But if you feel like posting a better, faster version, fabulous! Do
it! That's precisely the kind of thing this group is for.
and in a follow up he wrote
Nevertheless! Thanks for playing. Seriously. Just because /I/ found
your code hard to read, that doesn't mean others will, and in any
case I found your willingness to share to be constructive and
helpful.
Like Richard, I would like to see examples of *good* code
in this ng. Don't know if my effort was "good" or "bad",
but in the latter case *someone* should post an improved version.

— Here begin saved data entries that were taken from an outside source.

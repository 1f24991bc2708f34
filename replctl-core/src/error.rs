/// Structured error types for replctl-core.
///
/// Uses `thiserror` for better API surface and error composition.
/// The binary crate (replctl-cli) can still use `anyhow` for convenience,
/// but library consumers get structured, composable errors.
///
/// Note that "replication not observed" is deliberately absent here: it is
/// a verification *outcome* (see [`crate::verify::VerifyOutcome`]), not a
/// tool malfunction, and must never surface as a process error.

use thiserror::Error;

/// Main error type for replctl-core operations
#[derive(Error, Debug)]
pub enum ProbeError {
    /// One or more required connection settings are absent or empty
    #[error("missing connection settings for {endpoint}: {}", .fields.join(", "))]
    ConfigMissing {
        endpoint: String,
        fields: Vec<String>,
    },

    /// The driver could not establish a session with the endpoint
    #[error("failed to connect to {endpoint}: {source}")]
    ConnectionFailed {
        endpoint: String,
        source: sqlx::Error,
    },

    /// The driver rejected or failed to execute a statement
    #[error("query failed on {endpoint}: {source}")]
    QueryFailed {
        endpoint: String,
        source: sqlx::Error,
    },

    /// A table name that is not a plain (optionally schema-qualified) identifier
    #[error("invalid table name: {0:?}")]
    InvalidTable(String),
}

/// Result type alias for replctl-core operations
pub type Result<T> = std::result::Result<T, ProbeError>;

impl ProbeError {
    /// Create a missing-config error for an endpoint
    pub fn config_missing(endpoint: impl Into<String>, fields: Vec<String>) -> Self {
        Self::ConfigMissing {
            endpoint: endpoint.into(),
            fields,
        }
    }

    /// Create a connection error for an endpoint
    pub fn connection_failed(endpoint: impl Into<String>, source: sqlx::Error) -> Self {
        Self::ConnectionFailed {
            endpoint: endpoint.into(),
            source,
        }
    }

    /// Create a query error for an endpoint
    pub fn query_failed(endpoint: impl Into<String>, source: sqlx::Error) -> Self {
        Self::QueryFailed {
            endpoint: endpoint.into(),
            source,
        }
    }
}

#[cfg(test)]
mod tests {
    use super::*;

    #[test]
    fn test_config_missing_names_every_field() {
        let err = ProbeError::config_missing(
            "Primary DB",
            vec!["PRIMARY_SERVER".into(), "PRIMARY_PASSWORD".into()],
        );
        assert_eq!(
            err.to_string(),
            "missing connection settings for Primary DB: PRIMARY_SERVER, PRIMARY_PASSWORD"
        );
    }

    #[test]
    fn test_query_failed_display_carries_label() {
        let err = ProbeError::query_failed("Replica DB", sqlx::Error::PoolClosed);
        assert!(err.to_string().starts_with("query failed on Replica DB:"));
    }
}
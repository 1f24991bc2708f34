//! Query execution against a single endpoint.
//!
//! [`SqlExecutor`] is the seam between probe logic and the database driver:
//! one short-lived connection per call, a single attempt, and every driver
//! error caught at this boundary and returned as the call's failure outcome.
//! The production implementation is [`PgExecutor`]; the verifier only ever
//! sees the trait, so tests can substitute a mock.
//!
//! Values are always passed as bind parameters. The only thing ever spliced
//! into statement text is a table name, and that must first pass
//! [`valid_table_name`].

use async_trait::async_trait;
use chrono::{DateTime, NaiveDateTime, Utc};
use serde::Serialize;
use sqlx::postgres::{PgArguments, PgConnectOptions, PgConnection, PgRow};
use sqlx::query::Query;
use sqlx::{Column, Connection, Postgres, Row, TypeInfo};
use tracing::{debug, warn};

use crate::endpoint::EndpointConfig;
use crate::error::{ProbeError, Result};

/// Whether a statement fetches rows or mutates data.
#[derive(Debug, Clone, Copy, PartialEq, Eq)]
pub enum QueryMode {
    /// Execute and eagerly fetch every result row
    Read,
    /// Execute, commit, and return the affected-row count
    Write,
}

/// A typed column value.
///
/// Covers the types the probe table and health checks produce; Postgres
/// types outside this set degrade to their text form where the driver can
/// decode one, else `Null`.
#[derive(Debug, Clone, PartialEq, Serialize)]
#[serde(untagged)]
pub enum SqlValue {
    Null,
    Bool(bool),
    Int(i64),
    Float(f64),
    Text(String),
    Timestamp(DateTime<Utc>),
}

impl std::fmt::Display for SqlValue {
    fn fmt(&self, f: &mut std::fmt::Formatter<'_>) -> std::fmt::Result {
        match self {
            SqlValue::Null => write!(f, "NULL"),
            SqlValue::Bool(v) => write!(f, "{v}"),
            SqlValue::Int(v) => write!(f, "{v}"),
            SqlValue::Float(v) => write!(f, "{v}"),
            SqlValue::Text(v) => write!(f, "{v}"),
            SqlValue::Timestamp(v) => write!(f, "{}", v.to_rfc3339()),
        }
    }
}

impl SqlValue {
    fn bind_to<'q>(
        &self,
        query: Query<'q, Postgres, PgArguments>,
    ) -> Query<'q, Postgres, PgArguments> {
        match self {
            SqlValue::Null => query.bind(Option::<String>::None),
            SqlValue::Bool(v) => query.bind(*v),
            SqlValue::Int(v) => query.bind(*v),
            SqlValue::Float(v) => query.bind(*v),
            SqlValue::Text(v) => query.bind(v.clone()),
            SqlValue::Timestamp(v) => query.bind(*v),
        }
    }
}

/// One result row: an ordered mapping of column name to value.
#[derive(Debug, Clone, PartialEq)]
pub struct SqlRow {
    columns: Vec<(String, SqlValue)>,
}

impl SqlRow {
    pub fn new(columns: Vec<(String, SqlValue)>) -> Self {
        Self { columns }
    }

    /// Value of the first column with this name, if present.
    pub fn get(&self, name: &str) -> Option<&SqlValue> {
        self.columns
            .iter()
            .find(|(col, _)| col == name)
            .map(|(_, value)| value)
    }

    pub fn columns(&self) -> &[(String, SqlValue)] {
        &self.columns
    }
}

impl Serialize for SqlRow {
    fn serialize<S: serde::Serializer>(&self, serializer: S) -> std::result::Result<S::Ok, S::Error> {
        use serde::ser::SerializeMap;
        let mut map = serializer.serialize_map(Some(self.columns.len()))?;
        for (name, value) in &self.columns {
            map.serialize_entry(name, value)?;
        }
        map.end()
    }
}

/// Successful result of one executor call; failure is the `Err` side of the
/// call, never encoded in here.
#[derive(Debug, Clone, PartialEq)]
pub enum QueryOutput {
    /// Eagerly fetched result rows of a `Read`
    Rows(Vec<SqlRow>),
    /// Affected-row count of a committed `Write`
    RowsAffected(u64),
}

/// Executes one statement against one endpoint per call.
#[async_trait]
pub trait SqlExecutor: Send + Sync {
    /// Open a connection to `endpoint`, run `query` with `params` bound
    /// positionally, and release the connection on every exit path.
    ///
    /// Driver failures (connection refused, authentication, malformed SQL,
    /// timeouts) are logged with the endpoint label and returned as the
    /// call's error; they never panic and never retry.
    async fn execute(
        &self,
        endpoint: &EndpointConfig,
        query: &str,
        params: &[SqlValue],
        mode: QueryMode,
    ) -> Result<QueryOutput>;
}

/// Production executor backed by sqlx/Postgres.
#[derive(Debug, Clone, Copy, Default)]
pub struct PgExecutor;

#[async_trait]
impl SqlExecutor for PgExecutor {
    async fn execute(
        &self,
        endpoint: &EndpointConfig,
        query: &str,
        params: &[SqlValue],
        mode: QueryMode,
    ) -> Result<QueryOutput> {
        endpoint.validate()?;

        let options: PgConnectOptions = endpoint.connection_string().parse().map_err(|e| {
            warn!(endpoint = %endpoint.label, error = %e, "connection string rejected by driver");
            ProbeError::connection_failed(endpoint.label.clone(), e)
        })?;

        let mut conn = PgConnection::connect_with(&options).await.map_err(|e| {
            warn!(endpoint = %endpoint.label, error = %e, "failed to connect");
            ProbeError::connection_failed(endpoint.label.clone(), e)
        })?;

        let outcome = run_statement(&mut conn, query, params, mode).await;
        match outcome {
            Ok(output) => {
                // polite close; the session is gone either way
                conn.close().await.ok();
                Ok(output)
            }
            Err(e) => {
                warn!(endpoint = %endpoint.label, error = %e, "query failed");
                Err(ProbeError::query_failed(endpoint.label.clone(), e))
            }
        }
    }
}

async fn run_statement(
    conn: &mut PgConnection,
    sql: &str,
    params: &[SqlValue],
    mode: QueryMode,
) -> sqlx::Result<QueryOutput> {
    let mut query = sqlx::query(sql);
    for param in params {
        query = param.bind_to(query);
    }

    match mode {
        QueryMode::Read => {
            let rows = query.fetch_all(&mut *conn).await?;
            debug!(rows = rows.len(), "fetched result set");
            Ok(QueryOutput::Rows(rows.iter().map(decode_row).collect()))
        }
        QueryMode::Write => {
            let done = query.execute(&mut *conn).await?;
            debug!(rows_affected = done.rows_affected(), "statement committed");
            Ok(QueryOutput::RowsAffected(done.rows_affected()))
        }
    }
}

fn decode_row(row: &PgRow) -> SqlRow {
    let columns = row
        .columns()
        .iter()
        .map(|col| {
            let value = decode_value(row, col.ordinal(), col.type_info().name());
            (col.name().to_string(), value)
        })
        .collect();
    SqlRow::new(columns)
}

fn decode_value(row: &PgRow, idx: usize, type_name: &str) -> SqlValue {
    fn opt<T>(value: sqlx::Result<Option<T>>) -> Option<T> {
        value.ok().flatten()
    }

    let decoded = match type_name {
        "BOOL" => opt(row.try_get::<Option<bool>, _>(idx)).map(SqlValue::Bool),
        "INT2" => opt(row.try_get::<Option<i16>, _>(idx)).map(|v| SqlValue::Int(v.into())),
        "INT4" => opt(row.try_get::<Option<i32>, _>(idx)).map(|v| SqlValue::Int(v.into())),
        "INT8" => opt(row.try_get::<Option<i64>, _>(idx)).map(SqlValue::Int),
        "FLOAT4" => opt(row.try_get::<Option<f32>, _>(idx)).map(|v| SqlValue::Float(v.into())),
        "FLOAT8" => opt(row.try_get::<Option<f64>, _>(idx)).map(SqlValue::Float),
        "TIMESTAMPTZ" => {
            opt(row.try_get::<Option<DateTime<Utc>>, _>(idx)).map(SqlValue::Timestamp)
        }
        "TIMESTAMP" => opt(row.try_get::<Option<NaiveDateTime>, _>(idx))
            .map(|v| SqlValue::Timestamp(v.and_utc())),
        _ => opt(row.try_get::<Option<String>, _>(idx)).map(SqlValue::Text),
    };
    decoded.unwrap_or(SqlValue::Null)
}

/// Accept a table name only if every dot-separated segment is a plain SQL
/// identifier. Anything else is rejected before it can reach statement text.
pub fn valid_table_name(name: &str) -> Result<&str> {
    let ok = !name.is_empty()
        && name.split('.').all(|segment| {
            let mut chars = segment.chars();
            match chars.next() {
                Some(first) if first.is_ascii_alphabetic() || first == '_' => {
                    chars.all(|c| c.is_ascii_alphanumeric() || c == '_')
                }
                _ => false,
            }
        });
    if ok {
        Ok(name)
    } else {
        Err(ProbeError::InvalidTable(name.to_string()))
    }
}

#[cfg(test)]
mod tests {
    use super::*;
    use chrono::TimeZone;

    #[test]
    fn test_valid_table_names() {
        assert!(valid_table_name("testdata").is_ok());
        assert!(valid_table_name("dbo.TestData").is_ok());
        assert!(valid_table_name("_probe_2024").is_ok());
    }

    #[test]
    fn test_invalid_table_names_rejected() {
        for bad in ["", "1table", "probe;drop table x", "a b", "x.", ".x", "t'"] {
            let err = valid_table_name(bad).unwrap_err();
            assert!(matches!(err, ProbeError::InvalidTable(_)), "accepted {bad:?}");
        }
    }

    #[test]
    fn test_row_lookup_by_column_name() {
        let row = SqlRow::new(vec![
            ("id".into(), SqlValue::Int(7)),
            ("value".into(), SqlValue::Text("repl-test".into())),
        ]);
        assert_eq!(row.get("id"), Some(&SqlValue::Int(7)));
        assert_eq!(row.get("missing"), None);
        assert_eq!(row.columns().len(), 2);
    }

    #[test]
    fn test_row_serializes_as_object() {
        let ts = Utc.with_ymd_and_hms(2024, 1, 1, 12, 0, 0).unwrap();
        let row = SqlRow::new(vec![
            ("id".into(), SqlValue::Int(7)),
            ("value".into(), SqlValue::Text("repl-test".into())),
            ("created_at".into(), SqlValue::Timestamp(ts)),
            ("note".into(), SqlValue::Null),
        ]);
        let json = serde_json::to_value(&row).unwrap();
        assert_eq!(json["id"], 7);
        assert_eq!(json["value"], "repl-test");
        assert!(json["created_at"].as_str().unwrap().starts_with("2024-01-01T12:00:00"));
        assert!(json["note"].is_null());
    }

    #[test]
    fn test_value_display() {
        assert_eq!(SqlValue::Null.to_string(), "NULL");
        assert_eq!(SqlValue::Int(42).to_string(), "42");
        assert_eq!(SqlValue::Text("abc".into()).to_string(), "abc");
    }
}
//! Distance strategies, selected once at construction.

/// Distance function over two equal-shape points.
///
/// `Absolute` reports the true 1-D distance. The Euclidean variants report
/// the **squared** distance (no square root): squared distance is monotonic
/// with true distance, so ordering is unaffected, and the reported magnitude
/// deliberately stays in squared units.
///
/// The 2-D and 3-D variants are unrolled specialisations of the generic
/// fold; they are functionally identical to `EuclideanN`.
#[derive(Debug, Clone, Copy, PartialEq, Eq)]
pub(crate) enum Metric {
    Absolute,
    Euclidean2,
    Euclidean3,
    EuclideanN,
}

impl Metric {
    /// Selects the strategy for the given dimensionality.
    pub(crate) fn for_dimensions(dims: usize) -> Self {
        match dims {
            1 => Metric::Absolute,
            2 => Metric::Euclidean2,
            3 => Metric::Euclidean3,
            // Also covers the degenerate 0-dimensional case: the fold over
            // zero components yields 0.0 rather than indexing out of bounds.
            _ => Metric::EuclideanN,
        }
    }

    /// Evaluates the distance between two rows of this metric's shape.
    pub(crate) fn eval(self, a: &[f64], b: &[f64]) -> f64 {
        match self {
            Metric::Absolute => abs_diff_1d(a[0], b[0]),
            Metric::Euclidean2 => sq_dist_2d(a, b),
            Metric::Euclidean3 => sq_dist_3d(a, b),
            Metric::EuclideanN => sq_dist_nd(a, b),
        }
    }
}

#[inline]
fn abs_diff_1d(a: f64, b: f64) -> f64 {
    (a - b).abs()
}

#[inline]
fn sq_dist_2d(a: &[f64], b: &[f64]) -> f64 {
    let d0 = a[0] - b[0];
    let d1 = a[1] - b[1];
    d0 * d0 + d1 * d1
}

#[inline]
fn sq_dist_3d(a: &[f64], b: &[f64]) -> f64 {
    let d0 = a[0] - b[0];
    let d1 = a[1] - b[1];
    let d2 = a[2] - b[2];
    d0 * d0 + d1 * d1 + d2 * d2
}

#[inline]
fn sq_dist_nd(a: &[f64], b: &[f64]) -> f64 {
    a.iter()
        .zip(b.iter())
        .map(|(x, y)| {
            let d = x - y;
            d * d
        })
        .sum()
}
//! Error types for the closest crate.

/// Error type for all fallible operations in the closest crate.
#[derive(Debug, Clone, thiserror::Error)]
pub enum ClosestError {
    /// Returned when the reference list has no elements.
    #[error("reference list is empty")]
    EmptyReferenceList,

    /// Returned when a list element's dimensionality differs from the first
    /// element's.
    #[error("list element {index} has {dimensions} dimensions, expected {expected}")]
    NonUniformList {
        /// Position of the offending element.
        index: usize,
        /// Dimensionality of the offending element.
        dimensions: usize,
        /// Dimensionality fixed by the first element.
        expected: usize,
    },

    /// Returned when a query's dimensionality differs from the reference
    /// list's.
    #[error("query has {query} dimensions, reference list has {expected}")]
    DimensionMismatch {
        /// Dimensionality of the query.
        query: usize,
        /// Dimensionality of the reference list.
        expected: usize,
    },
}
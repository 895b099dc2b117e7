//! Nearest-match lookup over a fixed reference list.
//!
//! Given a query — a plain number or a fixed-length vector — [`Closest`]
//! returns the reference entry minimizing a Euclidean-family distance:
//!
//! | List shape | Distance | Reported value |
//! |------------|----------|----------------|
//! | Scalar | absolute difference | true distance |
//! | Vector (any length) | squared Euclidean | squared, no square root |
//!
//! Ties resolve to the lowest index. Two modes: plain lookup memoizes
//! exact-repeat queries, while consume-once mode (`unique`) returns each
//! reference index at most once until reset — useful for snapping inputs
//! onto a quantization grid, color or value binning, and greedy one-to-one
//! assignment between two point sets.
//!
//! # Quick start
//!
//! ```
//! use closest::Closest;
//!
//! let mut engine = Closest::new([1.0, 5.0, 10.0], false).unwrap();
//!
//! let hit = engine.get(4.0).unwrap().unwrap();
//! assert_eq!(hit.index(), 1);
//! assert_eq!(hit.distance(), 1.0);
//! ```
//!
//! # Architecture
//!
//! ```text
//! Closest::get()
//!   ├─ shape check            (point.rs)    query vs. list dimensionality
//!   ├─ QueryKey::new()        (key.rs)      canonical bit-pattern key
//!   ├─ cache lookup           (closest.rs)  plain mode only
//!   ├─ Metric::eval()         (distance.rs) linear scan, O(n) per query
//!   └─ cache / tracker update (closest.rs)
//! ```
//!
//! Queries are answered by a full linear scan — there is no spatial index,
//! so the cache only benefits exact-repeat queries.

pub mod closest;
pub mod error;
pub mod point;
pub mod result;

pub(crate) mod distance;
pub(crate) mod key;

pub use closest::Closest;
pub use error::ClosestError;
pub use point::Point;
pub use result::Match;
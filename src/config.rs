// SPDX-FileCopyrightText: 2025 Hyperpolymath
// SPDX-License-Identifier: PMPL-1.0-or-later

//! Configuration for the report relay.
//!
//! Every field can be supplied through the process environment (optionally
//! seeded from a `.env` file by the binary). Unset or unparseable values fall
//! back to the defaults below.

use serde::{Deserialize, Serialize};
use std::str::FromStr;
use std::time::Duration;

/// Configuration for the report relay service.
#[derive(Debug, Clone, Serialize, Deserialize)]
pub struct Config {
    /// Server bind address (default: 0.0.0.0:8080)
    #[serde(default = "default_bind_addr")]
    pub bind_addr: String,

    /// Rate limiting configuration
    #[serde(default)]
    pub rate_limit: RateLimitConfig,

    /// API key table
    #[serde(default)]
    pub auth: AuthConfig,

    /// Downstream webhook
    #[serde(default)]
    pub webhook: WebhookConfig,

    /// Metrics configuration
    #[serde(default)]
    pub metrics: MetricsConfig,
}

/// Fixed-window rate limiting configuration.
#[derive(Debug, Clone, Serialize, Deserialize)]
pub struct RateLimitConfig {
    /// Maximum admitted requests per client per window (default: 120)
    #[serde(default = "default_max_requests")]
    pub max_requests: u32,

    /// Window length in seconds (default: 60)
    #[serde(default = "default_window_secs")]
    pub window_secs: u64,

    /// Maximum number of distinct clients tracked at once (default: 500)
    #[serde(default = "default_max_tracked_clients")]
    pub max_tracked_clients: usize,
}

/// API key configuration.
#[derive(Debug, Clone, Default, Serialize, Deserialize)]
pub struct AuthConfig {
    /// Comma-separated `key:label` pairs.
    #[serde(default)]
    pub api_keys: String,
}

/// Webhook delivery configuration.
#[derive(Debug, Clone, Serialize, Deserialize)]
pub struct WebhookConfig {
    /// Discord webhook URL. Delivery fails fast when unset.
    #[serde(default)]
    pub url: Option<String>,

    /// Outbound request timeout in milliseconds (default: 10000)
    #[serde(default = "default_timeout_ms")]
    pub timeout_ms: u64,
}

/// Metrics configuration.
#[derive(Debug, Clone, Serialize, Deserialize)]
pub struct MetricsConfig {
    /// Enable Prometheus metrics endpoint (default: true)
    #[serde(default = "default_true")]
    pub enabled: bool,

    /// Metrics endpoint path (default: /metrics)
    #[serde(default = "default_metrics_path")]
    pub path: String,
}

/// Shortest accepted rate window.
pub const MIN_WINDOW_SECS: u64 = 1;
/// Longest accepted rate window (one day).
pub const MAX_WINDOW_SECS: u64 = 86_400;

// Default value functions
fn default_bind_addr() -> String {
    "0.0.0.0:8080".to_string()
}

fn default_max_requests() -> u32 {
    120
}

fn default_window_secs() -> u64 {
    60
}

fn default_max_tracked_clients() -> usize {
    500
}

fn default_timeout_ms() -> u64 {
    10_000
}

fn default_true() -> bool {
    true
}

fn default_metrics_path() -> String {
    "/metrics".to_string()
}

impl Default for Config {
    fn default() -> Self {
        Self {
            bind_addr: default_bind_addr(),
            rate_limit: RateLimitConfig::default(),
            auth: AuthConfig::default(),
            webhook: WebhookConfig::default(),
            metrics: MetricsConfig::default(),
        }
    }
}

impl Default for RateLimitConfig {
    fn default() -> Self {
        Self {
            max_requests: default_max_requests(),
            window_secs: default_window_secs(),
            max_tracked_clients: default_max_tracked_clients(),
        }
    }
}

impl Default for WebhookConfig {
    fn default() -> Self {
        Self {
            url: None,
            timeout_ms: default_timeout_ms(),
        }
    }
}

impl Default for MetricsConfig {
    fn default() -> Self {
        Self {
            enabled: default_true(),
            path: default_metrics_path(),
        }
    }
}

impl RateLimitConfig {
    /// Get the rate window duration, clamped to the supported range
    pub fn window_duration(&self) -> Duration {
        Duration::from_secs(self.window_secs.clamp(MIN_WINDOW_SECS, MAX_WINDOW_SECS))
    }
}

impl WebhookConfig {
    /// Get the outbound request timeout
    pub fn timeout(&self) -> Duration {
        Duration::from_millis(self.timeout_ms)
    }
}

impl Config {
    /// Load configuration from environment variables.
    pub fn from_env() -> Self {
        Self::from_lookup(|name| std::env::var(name).ok())
    }

    /// Load configuration through an arbitrary variable lookup.
    pub fn from_lookup<F>(lookup: F) -> Self
    where
        F: Fn(&str) -> Option<String>,
    {
        Config {
            bind_addr: lookup("BIND_ADDR").unwrap_or_else(default_bind_addr),
            rate_limit: RateLimitConfig {
                max_requests: parse_var(&lookup, "RATE_LIMIT").unwrap_or_else(default_max_requests),
                window_secs: parse_var::<u64, _>(&lookup, "RATE_LIMIT_WINDOW_SECS")
                    .filter(|secs| (MIN_WINDOW_SECS..=MAX_WINDOW_SECS).contains(secs))
                    .unwrap_or_else(default_window_secs),
                max_tracked_clients: parse_var(&lookup, "RATE_LIMIT_MAX_CLIENTS")
                    .unwrap_or_else(default_max_tracked_clients),
            },
            auth: AuthConfig {
                api_keys: lookup("API_KEYS").unwrap_or_default(),
            },
            webhook: WebhookConfig {
                url: lookup("DISCORD_WEBHOOK_URL").filter(|v| !v.trim().is_empty()),
                timeout_ms: parse_var(&lookup, "WEBHOOK_TIMEOUT_MS").unwrap_or_else(default_timeout_ms),
            },
            metrics: MetricsConfig {
                enabled: parse_var(&lookup, "METRICS_ENABLED").unwrap_or_else(default_true),
                ..Default::default()
            },
        }
    }
}

/// Parse a variable, treating unset or unparseable values as absent.
fn parse_var<T, F>(lookup: &F, name: &str) -> Option<T>
where
    T: FromStr,
    F: Fn(&str) -> Option<String>,
{
    lookup(name).and_then(|v| v.trim().parse().ok())
}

Recently we saw that c.l.c'ers have wide agreement on
one issue: Don't bother with bitfields!
But there *is* a need for "hand-rolled" bitfielding
macros or functions, i.e. getbits() and setbits().
These *should* be standard library functions.
In data compression, *many* statistical coding methods,
including Huffman, quasi-arithmetic, Golomb- and Elias-based
coding (but *not* arithmetic coding) use variable-length bit
strings, *cannot* use C bitfields in any straightforward
way even if they wanted to, and *must* use something like
getbits()/setbits().
As Mr. Sosman points out, bitfields are needed for certain
large memory-efficient tables, but even then "hand-rolled
bitfields" can be used, especially if one agrees that
tp[ix]->u_fb.ufb.foo_bar = FB_GREEN;
isn't really much more readable than
setfoobar(tp, ix, FB_GREEN);
(Here, setfoobar() might be a header-defined macro
which simply invokes the library setbits() routine.)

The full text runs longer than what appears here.